If we take the middle region which is –2 < x < 3, then one of the brackets will be positive and other will be negative; and multiplication of positive number with a negative number results in a negative number. Take a value for x in the region –2 < x < 3. If x = 0, then value of (x – 3) becomes –3 and value of (x + 2) becomes 2. And when we multiply these two, we get a negative number. So, this middle region does not suit our requirement.

If we take the leftmost–region which is x < –2 , then both the brackets will be negative and two negative numbers multiplied always give a positive resultant.

Take a value in the region x < –2. If x = –4, then value of (x – 3) becomes –7 and value of (x + 2) becomes –2; when these two multiplied, we get a positive number which fulfils our need.
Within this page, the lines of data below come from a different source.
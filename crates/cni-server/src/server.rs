//! Unix socket HTTP server.
//!
//! The CNI plugin talks HTTP/1.1 to this server over a Unix socket:
//! - `POST /api/v1/add` acquires the pod's address
//! - `POST /api/v1/del` is acknowledged; releases are driven by pod deletion
//!   in the controller

use std::future::Future;
use std::io::ErrorKind;
use std::path::{Path, PathBuf};
use std::sync::Arc;

use axum::extract::State;
use axum::http::StatusCode;
use axum::routing::post;
use axum::{Json, Router};
use tokio::net::UnixListener;
use tower_http::trace::TraceLayer;
use tracing::{debug, info, warn};

use crate::api::{PodRequest, PodResponse};
use crate::error::CniServerError;
use crate::handler::{Acquisition, AddressAllocator};

/// Build the endpoint router around `allocator`
pub fn router(allocator: Arc<AddressAllocator>) -> Router {
    Router::new()
        .route("/api/v1/add", post(handle_add))
        .route("/api/v1/del", post(handle_del))
        .layer(TraceLayer::new_for_http())
        .with_state(allocator)
}

async fn handle_add(
    State(allocator): State<Arc<AddressAllocator>>,
    Json(request): Json<PodRequest>,
) -> Result<Json<PodResponse>, CniServerError> {
    info!(
        "Add request for pod {}/{} (container {})",
        request.pod_namespace, request.pod_name, request.container_id
    );
    let response = match allocator.acquire(&request).await? {
        Acquisition::Assigned { ip_address, gateway } => PodResponse::assigned(ip_address, gateway),
        Acquisition::DoNothing => PodResponse::do_nothing(),
    };
    Ok(Json(response))
}

async fn handle_del(Json(request): Json<PodRequest>) -> StatusCode {
    debug!(
        "Del request for pod {}/{} (container {})",
        request.pod_namespace, request.pod_name, request.container_id
    );
    StatusCode::NO_CONTENT
}

fn remove_socket(path: &Path) -> Result<(), std::io::Error> {
    match std::fs::remove_file(path) {
        Err(e) if e.kind() != ErrorKind::NotFound => Err(e),
        _ => Ok(()),
    }
}

/// Endpoint bound to a Unix socket path
#[derive(Debug)]
pub struct CniServer {
    socket: PathBuf,
    allocator: Arc<AddressAllocator>,
}

impl CniServer {
    /// Creates a server that will listen on `socket`.
    pub fn new(socket: impl Into<PathBuf>, allocator: Arc<AddressAllocator>) -> Self {
        Self {
            socket: socket.into(),
            allocator,
        }
    }

    /// Serves until `shutdown` resolves, then removes the socket.
    ///
    /// A socket left behind by a previous run is removed before binding.
    pub async fn serve<F>(self, shutdown: F) -> Result<(), CniServerError>
    where
        F: Future<Output = ()> + Send + 'static,
    {
        remove_socket(&self.socket)?;
        let listener = UnixListener::bind(&self.socket)?;
        info!("Listening on {}", self.socket.display());

        let result = axum::serve(listener, router(self.allocator))
            .with_graceful_shutdown(shutdown)
            .await;

        if let Err(e) = remove_socket(&self.socket) {
            warn!("Failed to remove socket {}: {}", self.socket.display(), e);
        }
        info!("CNI server stopped");
        result.map_err(CniServerError::from)
    }
}

#[cfg(test)]
#[path = "server_test.rs"]
mod server_test;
This pattern will always follow. That is, in the right–most region, we got positive result; in the middle–region, we got negative result; and in the left–most region we got positive result. Observe that the polarity sign changes alternately if we start from right–most region to left–most region. We will use this funda through–out the chapter. But, what is the logic behind this funda?

The polarity funda is based on this underlying logic of left–right of a point. This logic is very useful and will be used in subsequent chapters also. And in all the inequality problems, we will always start from the right–most region because we will always get positive region. And after that we don’t need to do anything as sign changes alternately.
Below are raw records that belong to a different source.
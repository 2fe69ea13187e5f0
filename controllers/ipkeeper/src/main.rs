//! ipkeeper Controller
//!
//! Keeps sticky static IPs for Kubernetes workloads:
//! - Deployment pool annotations become StaticIP records
//! - Pool changes resize the record and evict pods on removed addresses
//! - Deleted pods return their address to the pool
//!
//! Only the replica holding the leadership lock reconciles; the others keep
//! their caches warm and take over when the lock expires.

mod backoff;
mod config;
mod controller;
mod error;
mod leader;
mod queue;
mod reconciler;
mod watcher;

#[cfg(test)]
mod test_utils;

use config::Config;
use controller::Controller;
use crate::error::ControllerError;
use tracing::info;
use tracing_subscriber::EnvFilter;

#[tokio::main]
async fn main() -> Result<(), ControllerError> {
    // kube is built with rustls; pick the crypto provider before the first connection
    let _ = rustls::crypto::ring::default_provider().install_default();

    tracing_subscriber::fmt()
        .with_env_filter(EnvFilter::try_from_default_env().unwrap_or_else(|_| EnvFilter::new("info")))
        .init();

    info!("Starting ipkeeper Controller");

    // Load configuration from environment variables
    let config = Config::from_env()?;

    info!("Configuration:");
    info!("  Identity: {}", config.identity);
    info!("  Lock namespace: {}", config.lock_namespace);
    info!(
        "  Namespace: {}",
        config.watch_namespace.as_deref().unwrap_or("all namespaces")
    );
    info!(
        "  Lease: {:?}, renew deadline: {:?}, retry period: {:?}",
        config.lease_duration, config.renew_deadline, config.retry_period
    );

    // Initialize and run controller
    let controller = Controller::new(config).await?;
    controller.run().await?;

    Ok(())
}
//! Controller-specific error types.
//!
//! This module defines error types specific to the ipkeeper controller
//! that are not covered by the StaticIP engine errors.

use kube::Error as KubeError;
use staticip::StaticIpError;
use thiserror::Error;

/// Errors that can occur in the ipkeeper controller.
#[derive(Debug, Error)]
pub enum ControllerError {
    /// Kubernetes API error
    #[error("Kubernetes error: {0}")]
    Kube(#[from] KubeError),

    /// Allocation engine error
    #[error("StaticIP error: {0}")]
    StaticIp(#[from] StaticIpError),

    /// Leader record could not be encoded or decoded
    #[error("Leader record error: {0}")]
    LeaderRecord(#[from] serde_json::Error),

    /// Invalid configuration
    #[error("Invalid configuration: {0}")]
    InvalidConfig(String),

    /// Leader lock request did not answer in time
    #[error("Leader lock request timed out after {0:?}")]
    LockTimeout(std::time::Duration),

    /// Resource watch failed
    #[error("Resource watch failed: {0}")]
    Watch(String),
}
//! Main controller implementation.
//!
//! This module contains the `Controller` struct that supervises watchers,
//! leadership and the per-term reconciliation workers.
//!
//! The controller alternates between two states:
//! - Standby: caches stay warm, intake drops every event
//! - Leading: intake fills a fresh set of queues, one worker drains each
//!
//! A term ends on lost leadership or shutdown; its queues are shut down, the
//! in-flight handlers finish, and nothing the term already wrote is undone.

use std::sync::Arc;

use k8s_openapi::api::apps::v1::Deployment;
use k8s_openapi::api::core::v1::Pod;
use kube::{Api, Client};
use kube_runtime::reflector::{self, ObjectRef, Store};
use staticip::{ClusterClient, ClusterClientTrait};
use tokio::sync::{mpsc, watch};
use tokio::task::JoinHandle;
use tracing::{error, info, warn};

use crate::backoff::ExponentialBackoff;
use crate::config::Config;
use crate::error::ControllerError;
use crate::leader::{LeaderElector, LeadershipEvent};
use crate::queue::{WorkQueue, run_worker};
use crate::reconciler::Reconciler;
use crate::watcher::{DeletedPod, Intake, watch_deployments, watch_pods};

/// Queues of one leadership term
#[derive(Debug)]
pub struct WorkQueues {
    /// Deployments that need a StaticIP created
    pub add_workload: WorkQueue<ObjectRef<Deployment>>,
    /// Deployments whose pool or gateway changed
    pub update_workload: WorkQueue<ObjectRef<Deployment>>,
    /// Deleted pods whose address must be released
    pub delete_pod: WorkQueue<DeletedPod>,
}

impl WorkQueues {
    /// Fresh, empty queues
    pub fn new(max_retries: u32) -> Self {
        let backoff = ExponentialBackoff::default();
        Self {
            add_workload: WorkQueue::new("add-workload", backoff, max_retries),
            update_workload: WorkQueue::new("update-workload", backoff, max_retries),
            delete_pod: WorkQueue::new("delete-pod", backoff, max_retries),
        }
    }

    /// Shut every queue down
    pub fn shut_down(&self) {
        self.add_workload.shut_down();
        self.update_workload.shut_down();
        self.delete_pod.shut_down();
    }

    /// Items dropped after exhausting their retries, across all queues
    pub fn dropped(&self) -> u64 {
        self.add_workload.dropped() + self.update_workload.dropped() + self.delete_pod.dropped()
    }
}

/// Whether this replica currently drives reconciliation
#[derive(Debug, Default)]
pub enum ControllerState {
    /// Not leading; events are dropped
    #[default]
    Standby,
    /// Leading; events go to these queues
    Leading(Arc<WorkQueues>),
}

/// Workers of one leadership term
struct Term {
    queues: Arc<WorkQueues>,
    stop: watch::Sender<bool>,
    handle: JoinHandle<()>,
}

/// Main controller for StaticIP management.
pub struct Controller {
    config: Config,
    client: Client,
    reconciler: Arc<Reconciler>,
    intake: Arc<Intake>,
    deployments: Store<Deployment>,
    pods: Store<Pod>,
    deployment_watcher: JoinHandle<Result<(), ControllerError>>,
    pod_watcher: JoinHandle<Result<(), ControllerError>>,
}

impl std::fmt::Debug for Controller {
    fn fmt(&self, f: &mut std::fmt::Formatter<'_>) -> std::fmt::Result {
        f.debug_struct("Controller")
            .field("identity", &self.config.identity)
            .finish_non_exhaustive()
    }
}

impl Controller {
    /// Creates a new controller instance and starts its watchers.
    pub async fn new(config: Config) -> Result<Self, ControllerError> {
        info!("Initializing ipkeeper controller");

        // Create Kubernetes client
        let client = Client::try_default().await?;

        let (deployment_api, pod_api): (Api<Deployment>, Api<Pod>) = match config.watch_namespace.as_deref() {
            Some(ns) => (Api::namespaced(client.clone(), ns), Api::namespaced(client.clone(), ns)),
            None => (Api::all(client.clone()), Api::all(client.clone())),
        };

        let (deployments, deployment_writer) = reflector::store();
        let (pods, pod_writer) = reflector::store();
        let intake = Arc::new(Intake::new());

        let cluster: Arc<dyn ClusterClientTrait> = Arc::new(ClusterClient::new(client.clone()));
        let reconciler = Arc::new(Reconciler::new(cluster, deployments.clone()));

        // Caches are kept warm in standby so a new term starts without a full relist
        let deployment_watcher = tokio::spawn(watch_deployments(
            deployment_api,
            deployment_writer,
            Arc::clone(&intake),
        ));
        let pod_watcher = tokio::spawn(watch_pods(pod_api, pod_writer, Arc::clone(&intake)));

        Ok(Self {
            config,
            client,
            reconciler,
            intake,
            deployments,
            pods,
            deployment_watcher,
            pod_watcher,
        })
    }

    /// Runs the controller until shutdown.
    pub async fn run(mut self) -> Result<(), ControllerError> {
        info!("ipkeeper controller running as {}", self.config.identity);

        let (events_tx, mut events_rx) = mpsc::channel(8);
        let (shutdown_tx, shutdown_rx) = watch::channel(false);
        let elector = LeaderElector::new(self.client.clone(), &self.config);
        let elector_task = tokio::spawn(elector.run(events_tx, shutdown_rx));
        let shutdown = shutdown_signal();
        tokio::pin!(shutdown);

        let mut term: Option<Term> = None;
        let result = loop {
            tokio::select! {
                event = events_rx.recv() => match event {
                    Some(LeadershipEvent::Gained) => {
                        if term.is_none() {
                            term = Some(self.start_term());
                        }
                    }
                    Some(LeadershipEvent::Lost) => {
                        if let Some(t) = term.take() {
                            self.stop_term(t).await;
                        }
                    }
                    None => break Err(ControllerError::Watch("leader elector stopped".to_string())),
                },
                () = &mut shutdown => {
                    info!("Shutdown signal received");
                    break Ok(());
                }
                result = &mut self.deployment_watcher => {
                    break Err(join_error("Deployment", result));
                }
                result = &mut self.pod_watcher => {
                    break Err(join_error("Pod", result));
                }
            }
        };

        // Stop intake first so nothing new is queued, then let in-flight work finish
        if let Some(t) = term.take() {
            self.stop_term(t).await;
        }
        let _ = shutdown_tx.send(true);
        drop(events_rx);
        if let Err(e) = elector_task.await {
            warn!("Leader elector task failed: {}", e);
        }
        self.deployment_watcher.abort();
        self.pod_watcher.abort();

        info!("ipkeeper controller stopped");
        result
    }

    /// Start a leadership term: route intake into fresh queues and spawn the workers.
    fn start_term(&self) -> Term {
        info!("Leadership gained, starting reconciliation");
        let queues = Arc::new(WorkQueues::new(self.config.queue_max_retries));
        self.intake.lead(Arc::clone(&queues));

        let (stop, mut stop_rx) = watch::channel(false);
        let reconciler = Arc::clone(&self.reconciler);
        let intake = Arc::clone(&self.intake);
        let deployments = self.deployments.clone();
        let pods = self.pods.clone();
        let term_queues = Arc::clone(&queues);

        let handle = tokio::spawn(async move {
            // Workers must not run against caches that have not finished their initial list
            let synced = async {
                deployments.wait_until_ready().await?;
                pods.wait_until_ready().await
            };
            tokio::select! {
                ready = synced => {
                    if let Err(e) = ready {
                        error!("Cache writer dropped before initial sync: {}", e);
                        return;
                    }
                }
                _ = stop_rx.changed() => return,
            }
            info!("Caches synced");

            let replayed = intake.replay_declared(&deployments);
            info!("Replayed {} Deployments with pool declarations", replayed);

            run_term_workers(reconciler, term_queues).await;
        });

        Term { queues, stop, handle }
    }

    /// End a leadership term: stop intake, shut the queues, wait for in-flight handlers.
    async fn stop_term(&self, term: Term) {
        info!("Stopping reconciliation");
        self.intake.stand_by();
        let _ = term.stop.send(true);
        term.queues.shut_down();
        if let Err(e) = term.handle.await {
            warn!("Reconciliation workers failed: {}", e);
        }
        let dropped = term.queues.dropped();
        if dropped > 0 {
            warn!("{} items were dropped after exhausting retries during this term", dropped);
        }
    }
}

/// Run one worker per queue until the queues are shut down.
pub async fn run_term_workers(reconciler: Arc<Reconciler>, queues: Arc<WorkQueues>) {
    let add = {
        let reconciler = Arc::clone(&reconciler);
        run_worker(queues.add_workload.clone(), move |key: ObjectRef<Deployment>| {
            let reconciler = Arc::clone(&reconciler);
            async move { reconciler.handle_add_workload(&key).await }
        })
    };
    let update = {
        let reconciler = Arc::clone(&reconciler);
        run_worker(queues.update_workload.clone(), move |key: ObjectRef<Deployment>| {
            let reconciler = Arc::clone(&reconciler);
            async move { reconciler.handle_update_workload(&key).await }
        })
    };
    let delete = run_worker(queues.delete_pod.clone(), move |item: DeletedPod| {
        let reconciler = Arc::clone(&reconciler);
        async move { reconciler.handle_delete_pod(&item.pod).await }
    });
    tokio::join!(add, update, delete);
}

fn join_error(kind: &str, result: Result<Result<(), ControllerError>, tokio::task::JoinError>) -> ControllerError {
    match result {
        Ok(Ok(())) => ControllerError::Watch(format!("{kind} watcher exited")),
        Ok(Err(e)) => ControllerError::Watch(format!("{kind} watcher error: {e}")),
        Err(e) => ControllerError::Watch(format!("{kind} watcher panicked: {e}")),
    }
}

/// Resolves on SIGINT or SIGTERM.
async fn shutdown_signal() {
    let ctrl_c = async {
        if let Err(e) = tokio::signal::ctrl_c().await {
            error!("Failed to listen for ctrl-c: {}", e);
            std::future::pending::<()>().await;
        }
    };

    #[cfg(unix)]
    let terminate = async {
        match tokio::signal::unix::signal(tokio::signal::unix::SignalKind::terminate()) {
            Ok(mut sig) => {
                sig.recv().await;
            }
            Err(e) => {
                error!("Failed to listen for SIGTERM: {}", e);
                std::future::pending::<()>().await;
            }
        }
    };

    #[cfg(not(unix))]
    let terminate = std::future::pending::<()>();

    tokio::select! {
        () = ctrl_c => {}
        () = terminate => {}
    }
}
So, you should have got the idea that for a quadratic inequality, if the question is asking for > 0, then answer will always lie beyond the boundaries and if the question is asking < 0, then our required region will be with–in the boundaries. See the picture above to get the logic.

And if we have understood this logic, we can solve these questions orally by just finding out the limiting points (points where that particular bracket will be zero).

E.g. 8: Solve: x² – x – 6 < 0.

Same question as the previous one, only difference is that we need to find range of values for x for which the quadratic expression given in the question will be negative.

Again, we will factorize the expression, we get (x – 3) ( x + 2) < 0.

We will find out the limiting–points or boundaries where the two brackets will become zeros.

The points are same as the previous one and since the question is asking for the negative result, our required region will lie between the boundaries.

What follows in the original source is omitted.